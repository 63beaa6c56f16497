use super::net::NetworkInterface;
use super::packet;
use crate::config::ServerConfig;
use crate::errors::QueryError;
use parking_lot::RwLock;
use std::net::SocketAddr;
use std::sync::Arc;
use std::time::Duration;
use tracing::{debug, warn};

/// One-shot SNTP client.
///
/// Each query resolves the server, opens its own socket, sends one request
/// and waits for one reply. Nothing is retried and nothing is kept between
/// calls. Clones share the bound interface and server settings.
#[derive(Clone)]
pub struct TimeQueryClient {
    iface: Arc<RwLock<Option<Arc<dyn NetworkInterface>>>>,
    server: Arc<RwLock<ServerConfig>>,
}

impl TimeQueryClient {
    pub fn new(iface: Option<Arc<dyn NetworkInterface>>) -> Self {
        Self {
            iface: Arc::new(RwLock::new(iface)),
            server: Arc::new(RwLock::new(ServerConfig::default())),
        }
    }

    pub fn with_server(self, server: ServerConfig) -> Self {
        *self.server.write() = server;
        self
    }

    /// Point subsequent queries at another server
    pub fn configure(&self, address: impl Into<String>, port: u16) {
        *self.server.write() = ServerConfig {
            address: address.into(),
            port,
        };
    }

    pub fn server(&self) -> ServerConfig {
        self.server.read().clone()
    }

    /// Swap the network interface. Queries already running keep the old one.
    pub fn rebind(&self, iface: Option<Arc<dyn NetworkInterface>>) {
        *self.iface.write() = iface;
    }

    pub fn is_bound(&self) -> bool {
        self.iface.read().is_some()
    }

    /// Ask the server for the time, as Unix seconds taken from the transmit timestamp
    pub fn query(&self, timeout: Duration) -> Result<i64, QueryError> {
        // Snapshot so the locks are not held across I/O
        let iface = self.iface.read().clone().ok_or(QueryError::NoInterface)?;
        let server = self.server();

        let ip = iface.resolve(&server.address).map_err(|e| {
            warn!(server = %server.address, error = %e, "NTP server resolution failed");
            QueryError::Resolve(e)
        })?;
        let addr = SocketAddr::new(ip, server.port);

        let request = packet::request();

        let mut socket = iface.open_datagram_socket().map_err(QueryError::Transport)?;
        // Zero would disable the timeout on most stacks
        let timeout = timeout.max(Duration::from_millis(1));
        socket.set_timeout(timeout).map_err(QueryError::Transport)?;

        debug!(
            server = %server.address,
            addr = %addr,
            timeout_ms = timeout.as_millis(),
            "Sending SNTP request"
        );

        socket.send_to(&request, addr).map_err(|e| {
            warn!(addr = %addr, error = %e, "SNTP request send failed");
            QueryError::Transport(e)
        })?;

        let mut reply = [0u8; packet::PACKET_LEN];
        let (received, source) = socket.recv_from(&mut reply).map_err(|e| {
            warn!(addr = %addr, error = %e, "SNTP reply not received");
            QueryError::Transport(e)
        })?;

        match packet::transmit_unix_secs(&reply, received) {
            Some(timestamp) => {
                debug!(source = %source, received, timestamp, "SNTP reply decoded");
                Ok(timestamp)
            }
            None => {
                warn!(source = %source, received, "SNTP reply too short");
                Err(QueryError::InsufficientData { received })
            }
        }
    }

    /// Status-code form of [`query`](Self::query): `(timestamp, 0)` on success,
    /// `(0, code)` otherwise.
    pub fn query_status(&self, timeout: Duration) -> (i64, i32) {
        match self.query(timeout) {
            Ok(timestamp) => (timestamp, 0),
            Err(e) => (0, e.code()),
        }
    }

    /// Run [`query`](Self::query) on the blocking pool
    pub async fn query_async(&self, timeout: Duration) -> Result<i64, QueryError> {
        let client = self.clone();
        tokio::task::spawn_blocking(move || client.query(timeout))
            .await
            .map_err(|e| QueryError::Aborted(e.to_string()))?
    }
}

impl std::fmt::Debug for TimeQueryClient {
    fn fmt(&self, f: &mut std::fmt::Formatter<'_>) -> std::fmt::Result {
        f.debug_struct("TimeQueryClient")
            .field("bound", &self.is_bound())
            .field("server", &*self.server.read())
            .finish()
    }
}

#[cfg(test)]
mod tests {
    use super::*;
    use crate::config::{DEFAULT_SERVER_ADDRESS, DEFAULT_SERVER_PORT};
    use crate::ntp::net::{DatagramSocket, NetError};
    use parking_lot::Mutex;
    use std::net::{IpAddr, Ipv4Addr};

    #[derive(Debug, Clone, PartialEq, Eq)]
    enum Call {
        Resolve(String),
        Open,
        SetTimeout(Duration),
        SendTo(SocketAddr, Vec<u8>),
        RecvFrom,
    }

    #[derive(Clone)]
    enum Reply {
        Data(Vec<u8>),
        Error(i32),
    }

    /// Scripted network that records every call
    struct MockNetwork {
        calls: Arc<Mutex<Vec<Call>>>,
        resolve_error: Option<i32>,
        send_error: Option<i32>,
        reply: Reply,
    }

    impl MockNetwork {
        fn replying(reply: Vec<u8>) -> Self {
            Self {
                calls: Arc::new(Mutex::new(Vec::new())),
                resolve_error: None,
                send_error: None,
                reply: Reply::Data(reply),
            }
        }

        fn calls(&self) -> Vec<Call> {
            self.calls.lock().clone()
        }
    }

    struct MockSocket {
        calls: Arc<Mutex<Vec<Call>>>,
        send_error: Option<i32>,
        reply: Reply,
    }

    impl NetworkInterface for MockNetwork {
        fn resolve(&self, host: &str) -> Result<IpAddr, NetError> {
            self.calls.lock().push(Call::Resolve(host.to_string()));
            match self.resolve_error {
                Some(code) => Err(NetError::new(code, "lookup failed")),
                None => Ok(IpAddr::V4(Ipv4Addr::new(192, 0, 2, 1))),
            }
        }

        fn open_datagram_socket(&self) -> Result<Box<dyn DatagramSocket>, NetError> {
            self.calls.lock().push(Call::Open);
            Ok(Box::new(MockSocket {
                calls: self.calls.clone(),
                send_error: self.send_error,
                reply: self.reply.clone(),
            }))
        }
    }

    impl DatagramSocket for MockSocket {
        fn set_timeout(&mut self, timeout: Duration) -> Result<(), NetError> {
            self.calls.lock().push(Call::SetTimeout(timeout));
            Ok(())
        }

        fn send_to(&mut self, buf: &[u8], addr: SocketAddr) -> Result<usize, NetError> {
            self.calls.lock().push(Call::SendTo(addr, buf.to_vec()));
            match self.send_error {
                Some(code) => Err(NetError::new(code, "send failed")),
                None => Ok(buf.len()),
            }
        }

        fn recv_from(&mut self, buf: &mut [u8]) -> Result<(usize, SocketAddr), NetError> {
            self.calls.lock().push(Call::RecvFrom);
            match &self.reply {
                Reply::Data(data) => {
                    let n = data.len().min(buf.len());
                    buf[..n].copy_from_slice(&data[..n]);
                    Ok((n, "192.0.2.1:123".parse().unwrap()))
                }
                Reply::Error(code) => Err(NetError::new(*code, "receive failed")),
            }
        }
    }

    fn reply_of_len(len: usize) -> Vec<u8> {
        let mut buf = vec![0u8; 48];
        buf[0] = 0x1c;
        buf[40..44].copy_from_slice(&[0xE0, 0x3B, 0x3D, 0x80]);
        buf.truncate(len);
        buf
    }

    fn bound(net: &Arc<MockNetwork>) -> TimeQueryClient {
        TimeQueryClient::new(Some(net.clone() as Arc<dyn NetworkInterface>))
    }

    #[test]
    fn test_defaults() {
        let client = TimeQueryClient::new(None);
        let server = client.server();
        assert_eq!(server.address, DEFAULT_SERVER_ADDRESS);
        assert_eq!(server.port, DEFAULT_SERVER_PORT);
        assert!(!client.is_bound());
    }

    #[test]
    fn test_query_success() {
        let net = Arc::new(MockNetwork::replying(reply_of_len(48)));
        let client = bound(&net);

        assert_eq!(client.query(Duration::from_millis(1500)), Ok(1_552_989_952));

        let calls = net.calls();
        assert_eq!(calls.len(), 5);
        assert_eq!(calls[0], Call::Resolve(DEFAULT_SERVER_ADDRESS.to_string()));
        assert_eq!(calls[1], Call::Open);
        assert_eq!(calls[2], Call::SetTimeout(Duration::from_millis(1500)));
        match &calls[3] {
            Call::SendTo(addr, bytes) => {
                assert_eq!(addr.port(), 123);
                assert_eq!(bytes.len(), 48);
                assert_eq!(bytes[0], 0x1b);
                assert!(bytes[1..].iter().all(|b| *b == 0));
            }
            other => panic!("expected send, got {:?}", other),
        }
        assert_eq!(calls[4], Call::RecvFrom);
    }

    #[test]
    fn test_no_interface() {
        let client = TimeQueryClient::new(None);
        assert_eq!(client.query(Duration::from_secs(1)), Err(QueryError::NoInterface));
        assert_eq!(client.query_status(Duration::from_secs(1)).1, -2);
    }

    #[test]
    fn test_resolve_error_passthrough() {
        let mut mock = MockNetwork::replying(reply_of_len(48));
        mock.resolve_error = Some(-3009);
        let net = Arc::new(mock);
        let client = bound(&net);

        let err = client.query(Duration::from_secs(1)).unwrap_err();
        assert!(matches!(err, QueryError::Resolve(_)));
        assert_eq!(err.code(), -3009);
        // Nothing after the lookup
        assert_eq!(net.calls(), vec![Call::Resolve(DEFAULT_SERVER_ADDRESS.to_string())]);
    }

    #[test]
    fn test_zero_code_from_resolver_is_a_failure() {
        let mut mock = MockNetwork::replying(reply_of_len(48));
        mock.resolve_error = Some(0);
        let net = Arc::new(mock);

        let (_, code) = bound(&net).query_status(Duration::from_secs(1));
        assert_eq!(code, NetError::DEVICE_ERROR);
        assert!(code < 0);
    }

    #[test]
    fn test_reply_length_boundary() {
        let net = Arc::new(MockNetwork::replying(reply_of_len(41)));
        assert!(bound(&net).query(Duration::from_secs(1)).is_ok());

        let net = Arc::new(MockNetwork::replying(reply_of_len(40)));
        let err = bound(&net).query(Duration::from_secs(1)).unwrap_err();
        assert_eq!(err, QueryError::InsufficientData { received: 40 });
        assert_eq!(err.code(), -1);
    }

    #[test]
    fn test_receive_error_passthrough() {
        let mut mock = MockNetwork::replying(Vec::new());
        mock.reply = Reply::Error(NetError::WOULD_BLOCK);
        let net = Arc::new(mock);

        let (_, code) = bound(&net).query_status(Duration::from_millis(10));
        assert_eq!(code, NetError::WOULD_BLOCK);
    }

    #[test]
    fn test_send_error_propagated() {
        let mut mock = MockNetwork::replying(reply_of_len(48));
        mock.send_error = Some(NetError::NO_CONNECTION);
        let net = Arc::new(mock);

        let err = bound(&net).query(Duration::from_secs(1)).unwrap_err();
        assert_eq!(err.code(), NetError::NO_CONNECTION);
        assert!(!net.calls().contains(&Call::RecvFrom));
    }

    #[test]
    fn test_configure_used_for_next_query() {
        let net = Arc::new(MockNetwork::replying(reply_of_len(48)));
        let client = bound(&net);
        client.configure("time.example.net", 1123);

        client.query(Duration::from_secs(1)).unwrap();

        let calls = net.calls();
        assert_eq!(calls[0], Call::Resolve("time.example.net".to_string()));
        assert!(calls.iter().any(|c| matches!(c, Call::SendTo(addr, _) if addr.port() == 1123)));
    }

    #[test]
    fn test_query_is_idempotent() {
        let net = Arc::new(MockNetwork::replying(reply_of_len(48)));
        let client = bound(&net);

        let first = client.query(Duration::from_secs(1)).unwrap();
        let second = client.query(Duration::from_secs(1)).unwrap();
        assert_eq!(first, second);
        // Fresh socket per query
        assert_eq!(net.calls().iter().filter(|c| **c == Call::Open).count(), 2);
    }

    #[test]
    fn test_rebind() {
        let client = TimeQueryClient::new(None);
        assert!(client.query(Duration::from_secs(1)).is_err());

        let net = Arc::new(MockNetwork::replying(reply_of_len(48)));
        client.rebind(Some(net.clone() as Arc<dyn NetworkInterface>));
        assert!(client.is_bound());
        assert_eq!(client.query_status(Duration::from_secs(1)), (1_552_989_952, 0));

        client.rebind(None);
        assert_eq!(client.query(Duration::from_secs(1)), Err(QueryError::NoInterface));
    }

    #[test]
    fn test_zero_timeout_raised() {
        let net = Arc::new(MockNetwork::replying(reply_of_len(48)));
        bound(&net).query(Duration::ZERO).unwrap();
        assert!(net.calls().contains(&Call::SetTimeout(Duration::from_millis(1))));
    }

    #[tokio::test]
    async fn test_query_async() {
        let net = Arc::new(MockNetwork::replying(reply_of_len(48)));
        let client = bound(&net);
        assert_eq!(client.query_async(Duration::from_secs(1)).await, Ok(1_552_989_952));
    }
}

§ **What needs to be done**
From the entries, copy every line in which the string "first" can be found.

§ **Problem solution**
        let first = client.query(Duration::from_secs(1)).unwrap();
        assert_eq!(first, second);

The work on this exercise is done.